The summary shape is intentionally close to halo-forge’s training_summary.json shape so the upcoming F-K cohort eval dashboard can consume eval runs alongside training runs without a separate path.
Smoke tests
Cap samples per task with --limit to validate a model in seconds rather than hours:
halo-forge eval --model ./final_model --tasks core --limit 50
50 samples per task is enough to catch broken-export failures (the kind I4 round-trip verify also catches) without paying the full eval cost.
Programmatic use
from halo_forge.eval import run_lm_eval
result = run_lm_eval(
model_name="Qwen/Qwen2.5-3B-Instruct",
tasks=["mmlu", "gsm8k"],
limit=100,
backend="hf",
)
print(result.average_score())
for r in result.task_results:
print(f"{r.task}: {r.primary_metric}={r.value:.4f}")
The runner= knob lets tests inject a stub instead of importing lm-eval — useful when validating result-projection logic without the heavy dep.
Installation
lm-eval is lazy-imported. Halo-forge’s eval module loads on installs without it; the failure path surfaces a one-line install hint instead of a stack trace. Install with:
pip install lm-eval
# or for the CUDA-accelerated `vllm` backend choice:
pip install lm-eval[vllm]
Mid-training probe (V9)
The full eval is too slow to run during training. The probe (halo-forge probe) is a smaller, faster sibling that runs a held-out general-benchmark subset and reports deltas vs a baseline — the single biggest safeguard against catastrophic forgetting:
# After SFT, write a baseline of "general capability" we don't want to lose.
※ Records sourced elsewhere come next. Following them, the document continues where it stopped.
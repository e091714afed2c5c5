//! Pieces shared by every tollgate crate: the error type host collaborators
//! report with, and the `FromMessage` / [`impl_context!`] pair that gives each
//! crate's own error a `.context()` extension.

pub mod context;
pub mod error;

pub use {
    context::FromMessage,
    error::{Error, Result},
};
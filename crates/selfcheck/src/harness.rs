use std::{
    collections::HashSet,
    time::{Duration, Instant},
};

use {
    serde_json::{Map, Value, json},
    tokio::time::MissedTickBehavior,
    tracing::{debug, info, warn},
};

use tollgate_tools::{Dispatcher, ParamKind, ToolDefinition};

use crate::report::{CheckStatus, SelfCheckRow};

/// Error codes that mean "could not run unattended" rather than "broken".
const SOFT_CODES: [&str; 4] = [
    "disabled",
    "user_denied",
    "permission_denied",
    "user_canceled",
];

const DEFAULT_POLL_INTERVAL: Duration = Duration::from_millis(20);

pub struct SelfCheck<'a> {
    dispatcher: &'a Dispatcher,
    per_tool_timeout: Duration,
    poll_interval: Duration,
}

impl<'a> SelfCheck<'a> {
    pub fn new(dispatcher: &'a Dispatcher, per_tool_timeout: Duration) -> Self {
        Self {
            dispatcher,
            per_tool_timeout,
            poll_interval: DEFAULT_POLL_INTERVAL,
        }
    }

    /// How often pending prompts are swept while a tool runs.
    #[must_use]
    pub fn with_poll_interval(mut self, interval: Duration) -> Self {
        self.poll_interval = interval.max(Duration::from_millis(1));
        self
    }

    /// Invokes every distinct tool once, in catalog order.
    pub async fn run(&self) -> Vec<SelfCheckRow> {
        let catalog = self.dispatcher.catalog();
        info!(
            tools = catalog.len(),
            timeout_ms = self.per_tool_timeout.as_millis() as u64,
            "self-check started"
        );

        let mut seen = HashSet::new();
        let mut rows = Vec::with_capacity(catalog.len());
        for def in &catalog {
            if !seen.insert(def.name.as_str()) {
                continue;
            }
            rows.push(self.check(def).await);
        }
        rows
    }

    async fn check(&self, def: &ToolDefinition) -> SelfCheckRow {
        let arguments = synthesize_arguments(def);
        debug!(tool = %def.name, %arguments, "self-check invoking");

        let started = Instant::now();
        let invocation = self
            .dispatcher
            .invoke_with_timeout(&def.name, arguments, self.per_tool_timeout);
        tokio::pin!(invocation);

        let mut sweep = tokio::time::interval(self.poll_interval);
        sweep.set_missed_tick_behavior(MissedTickBehavior::Delay);
        let response = loop {
            tokio::select! {
                response = &mut invocation => break response,
                _ = sweep.tick() => self.dismiss_prompts(),
            }
        };
        let elapsed = started.elapsed();

        let (status, detail) = classify(&response.to_value());
        match status {
            CheckStatus::Fail => warn!(tool = %def.name, %detail, "self-check failed"),
            _ => info!(
                tool = %def.name,
                %status,
                elapsed_ms = elapsed.as_millis() as u64,
                "self-check"
            ),
        }
        SelfCheckRow {
            tool: def.name.clone(),
            status,
            elapsed,
            detail,
        }
    }

    fn dismiss_prompts(&self) {
        let broker = self.dispatcher.broker();
        for prompt in broker.pending_approvals() {
            if broker.respond_approval(&prompt.id, false) {
                debug!(tool = %prompt.tool, id = %prompt.id, "approval denied");
            }
        }
        for pick in broker.pending_file_picks() {
            if broker.respond_file_pick(&pick.id, None) {
                debug!(tool = %pick.tool, id = %pick.id, "file pick canceled");
            }
        }
    }
}

/// Placeholder arguments covering only the required parameters.
#[must_use]
pub fn synthesize_arguments(def: &ToolDefinition) -> Value {
    let args: Map<String, Value> = def
        .parameters
        .iter()
        .filter(|p| p.required)
        .map(|p| (p.name.to_string(), placeholder(&def.name, p.name, p.kind)))
        .collect();
    Value::Object(args)
}

fn placeholder(tool: &str, name: &str, kind: ParamKind) -> Value {
    match (tool, name) {
        (_, "latitude") => json!(52.52),
        (_, "longitude") => json!(13.41),
        ("wikipedia_summary", "title") => json!("Rust (programming language)"),
        (_, "base") => json!("USD"),
        (_, "url") => json!("https://example.com/"),
        ("session_state", "operation") => json!("list"),
        (_, "start") => json!("2000-01-01T00:00:00"),
        _ => match kind {
            ParamKind::String => json!("selfcheck"),
            ParamKind::Number => json!(0),
            ParamKind::Integer => json!(1),
            ParamKind::Object => json!({}),
        },
    }
}

/// Maps an invocation envelope to a status and a one-line detail.
#[must_use]
pub fn classify(envelope: &Value) -> (CheckStatus, String) {
    match envelope.get("ok").and_then(Value::as_bool) {
        Some(true) => (CheckStatus::Pass, "ok".into()),
        Some(false) => {
            let error = envelope.get("error");
            let code = error.and_then(|e| e.get("code")).and_then(Value::as_str);
            let message = error
                .and_then(|e| e.get("message"))
                .and_then(Value::as_str)
                .unwrap_or_default();
            match code {
                Some(code) if SOFT_CODES.contains(&code) => {
                    (CheckStatus::Skip, format!("{code}: {message}"))
                },
                Some(code) => (CheckStatus::Fail, format!("{code}: {message}")),
                None => (CheckStatus::Fail, "malformed response: no error code".into()),
            }
        },
        None => (CheckStatus::Fail, "malformed response: no ok flag".into()),
    }
}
halo-forge probe --model ./models/sft/final_model \
--baseline ./models/baseline.json --limit 100
# After GRPO, check whether MMLU / GSM8K / ARC dropped.
halo-forge probe --model ./models/grpo/final_model \
--baseline ./models/baseline.json --tolerance 0.05
# Exits 2 (and lists regressed tasks) when any task drops by more than --tolerance.
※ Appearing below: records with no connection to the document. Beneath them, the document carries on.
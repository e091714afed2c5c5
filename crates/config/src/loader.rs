use std::path::{Path, PathBuf};

use {
    anyhow::{Context, bail},
    tracing::{debug, warn},
};

use crate::{env_subst::substitute_env, schema::TollgateConfig};

const FILE_STEM: &str = "tollgate";

#[derive(Debug, Clone, Copy, PartialEq, Eq)]
enum Format {
    Toml,
    Yaml,
    Json,
}

impl Format {
    /// Discovery order within one directory.
    const SEARCH: [(&'static str, Self); 4] = [
        ("toml", Self::Toml),
        ("yaml", Self::Yaml),
        ("yml", Self::Yaml),
        ("json", Self::Json),
    ];

    fn of(path: &Path) -> Option<Self> {
        let ext = path.extension()?.to_str()?;
        Self::SEARCH
            .iter()
            .find(|(candidate, _)| candidate.eq_ignore_ascii_case(ext))
            .map(|(_, format)| *format)
    }

    fn parse(self, raw: &str) -> anyhow::Result<TollgateConfig> {
        Ok(match self {
            Self::Toml => toml::from_str(raw)?,
            Self::Yaml => serde_yaml::from_str(raw)?,
            Self::Json => serde_json::from_str(raw)?,
        })
    }
}

/// Load config from `path`, picking the parser from its extension.
///
/// `${ENV_VAR}` placeholders are expanded before parsing.
pub fn load_config(path: &Path) -> anyhow::Result<TollgateConfig> {
    let Some(format) = Format::of(path) else {
        bail!("unsupported config format: {}", path.display());
    };
    let raw = std::fs::read_to_string(path)
        .with_context(|| format!("failed to read {}", path.display()))?;
    format
        .parse(&substitute_env(&raw))
        .with_context(|| format!("invalid config in {}", path.display()))
}

/// Load the first config file found in `./`, then in [`config_dir`].
///
/// A missing or unparseable file yields `TollgateConfig::default()`; the
/// parse failure is logged.
pub fn discover_and_load() -> TollgateConfig {
    let Some(path) = candidates().into_iter().find(|p| p.is_file()) else {
        debug!("no config file found, using defaults");
        return TollgateConfig::default();
    };
    debug!(path = %path.display(), "loading config");
    load_config(&path).unwrap_or_else(|e| {
        warn!(
            path = %path.display(),
            error = %format!("{e:#}"),
            "failed to load config, using defaults"
        );
        TollgateConfig::default()
    })
}

/// Every path discovery would try, in order.
fn candidates() -> Vec<PathBuf> {
    let dirs = std::iter::once(PathBuf::from(".")).chain(config_dir());
    dirs.flat_map(|dir| {
        Format::SEARCH
            .iter()
            .map(move |(ext, _)| dir.join(format!("{FILE_STEM}.{ext}")))
    })
    .collect()
}

/// The user-global config directory (`~/.config/tollgate/` on Linux).
pub fn config_dir() -> Option<PathBuf> {
    directories::ProjectDirs::from("", "", FILE_STEM).map(|d| d.config_dir().to_path_buf())
}

#[allow(clippy::unwrap_used, clippy::expect_used)]
#[cfg(test)]
mod tests {
    use super::*;

    #[test]
    fn loads_toml_file() {
        let dir = tempfile::tempdir().unwrap();
        let path = dir.path().join("tollgate.toml");
        std::fs::write(
            &path,
            "[resilience]\nbreaker_threshold = 5\n\n[tools]\ndisabled = [\"notify\"]\n",
        )
        .unwrap();
        let cfg = load_config(&path).unwrap();
        assert_eq!(cfg.resilience.breaker_threshold, 5);
        assert!(cfg.tools.is_disabled("notify"));
    }

    #[test]
    fn loads_yaml_file() {
        let dir = tempfile::tempdir().unwrap();
        let path = dir.path().join("tollgate.yaml");
        std::fs::write(
            &path,
            "browse:\n  allow_domains: |\n    example.com\n    wikipedia.org\n",
        )
        .unwrap();
        let cfg = load_config(&path).unwrap();
        assert_eq!(cfg.browse.allowlist(), vec!["example.com", "wikipedia.org"]);
    }

    #[test]
    fn loads_json_file() {
        let dir = tempfile::tempdir().unwrap();
        let path = dir.path().join("tollgate.json");
        std::fs::write(&path, r#"{"self_check": {"per_tool_timeout_seconds": 3}}"#).unwrap();
        let cfg = load_config(&path).unwrap();
        assert_eq!(cfg.self_check.per_tool_timeout_seconds, 3);
    }

    #[test]
    fn rejects_unknown_extension() {
        let dir = tempfile::tempdir().unwrap();
        let path = dir.path().join("tollgate.ini");
        std::fs::write(&path, "x=1").unwrap();
        let err = load_config(&path).unwrap_err();
        assert!(err.to_string().contains("unsupported config format"));
    }

    #[test]
    fn parse_error_names_the_file() {
        let dir = tempfile::tempdir().unwrap();
        let path = dir.path().join("tollgate.toml");
        std::fs::write(&path, "[tools\n").unwrap();
        let err = load_config(&path).unwrap_err();
        assert!(format!("{err:#}").contains("tollgate.toml"));
    }

    #[test]
    fn expands_env_placeholders_before_parsing() {
        let dir = tempfile::tempdir().unwrap();
        let path = dir.path().join("tollgate.toml");
        std::fs::write(&path, "[http]\nuser_agent = \"${TOLLGATE_UNSET_FOR_TEST}\"\n").unwrap();
        let cfg = load_config(&path).unwrap();
        assert_eq!(cfg.http.user_agent, "${TOLLGATE_UNSET_FOR_TEST}");
    }

    #[test]
    fn candidates_start_in_working_directory() {
        let paths = candidates();
        assert_eq!(paths[0], PathBuf::from("./tollgate.toml"));
        assert_eq!(paths[2], PathBuf::from("./tollgate.yml"));
        assert!(paths.len() >= 4);
    }

    #[test]
    fn missing_file_is_an_error() {
        let dir = tempfile::tempdir().unwrap();
        assert!(load_config(&dir.path().join("nope.toml")).is_err());
    }
}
Default probe set hits each capability axis once: mmlu (knowledge), arc_challenge (reasoning), gsm8k (math), hellaswag (commonsense). With --limit 100 the probe completes in single-digit minutes on a 3B model — cheap enough to run after every recipe step.
Programmatic API for trainer integration:
from halo_forge.eval import MidTrainingProbe
probe = MidTrainingProbe(
model_name=current_checkpoint,
baseline_path=baseline_path,
every_n_cycles=5,
regression_tolerance=0.05,
)
for cycle in range(num_cycles):
train_one_cycle()
if probe.should_run(cycle):
report = probe.run(cycle=cycle)
if report.has_regression:
log("Regression on:", report.regressed_tasks())
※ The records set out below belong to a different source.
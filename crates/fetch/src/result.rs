use std::time::Duration;

use {
    serde::{Serialize, Serializer},
    tollgate_resilience::CachedResponse,
};

use crate::error::{Error, FetchCode};

/// Outcome of one orchestrated fetch. Returned to the caller and never
/// stored; the cache keeps only the body, its content type and the cap it
/// was truncated at.
#[derive(Debug, Clone, Serialize)]
pub struct FetchResult {
    pub ok: bool,
    /// Absent on a network success; `cached` on a cache hit.
    #[serde(skip_serializing_if = "Option::is_none")]
    pub code: Option<FetchCode>,
    #[serde(skip_serializing_if = "Option::is_none")]
    pub message: Option<String>,
    #[serde(skip_serializing_if = "Option::is_none")]
    pub http_status: Option<u16>,
    #[serde(skip_serializing_if = "Option::is_none")]
    pub final_url: Option<String>,
    pub body: String,
    #[serde(skip_serializing_if = "Option::is_none")]
    pub content_type: Option<String>,
    #[serde(rename = "latency_ms", serialize_with = "serialize_millis")]
    pub latency: Duration,
    pub truncated: bool,
}

fn serialize_millis<S: Serializer>(d: &Duration, s: S) -> Result<S::Ok, S::Error> {
    s.serialize_u64(d.as_millis() as u64)
}

impl FetchResult {
    pub(crate) fn cached(hit: CachedResponse, latency: Duration) -> Self {
        let truncated = hit.is_truncated();
        let CachedResponse {
            body, content_type, ..
        } = hit;
        Self {
            ok: true,
            code: Some(FetchCode::Cached),
            message: None,
            http_status: None,
            final_url: None,
            body,
            content_type,
            latency,
            truncated,
        }
    }

    pub(crate) fn rejected(err: &Error, latency: Duration) -> Self {
        Self {
            ok: false,
            code: Some(err.code()),
            message: Some(err.to_string()),
            http_status: None,
            final_url: None,
            body: String::new(),
            content_type: None,
            latency,
            truncated: false,
        }
    }

    /// The failure category, if any. Cache hits are successes.
    #[must_use]
    pub fn failure_code(&self) -> Option<FetchCode> {
        if self.ok { None } else { self.code }
    }

    /// Parse the body as JSON.
    pub fn json(&self) -> serde_json::Result<serde_json::Value> {
        serde_json::from_str(&self.body)
    }
}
# halt / alert / branch as appropriate
Direct integration into the SFT / RAFT / DPO / GRPO trainer cycle loops is roadmap; the standalone CLI + library is what that integration consumes.
Roadmap
- F-K cohort eval dashboard — UI for “run this eval suite across N adapters, see a sortable table + per-task drill-down”. Depends on this module being in place.
- V7 judge reliability harness — measure judge agreement vs human labels; flag judges that disagree with themselves on re-runs (calibration for V2 LLM-as-judge).
- Trainer probe integration — auto-fire the probe every N cycles from inside SFT / RAFT / DPO / GRPO; halt-on-regression policy.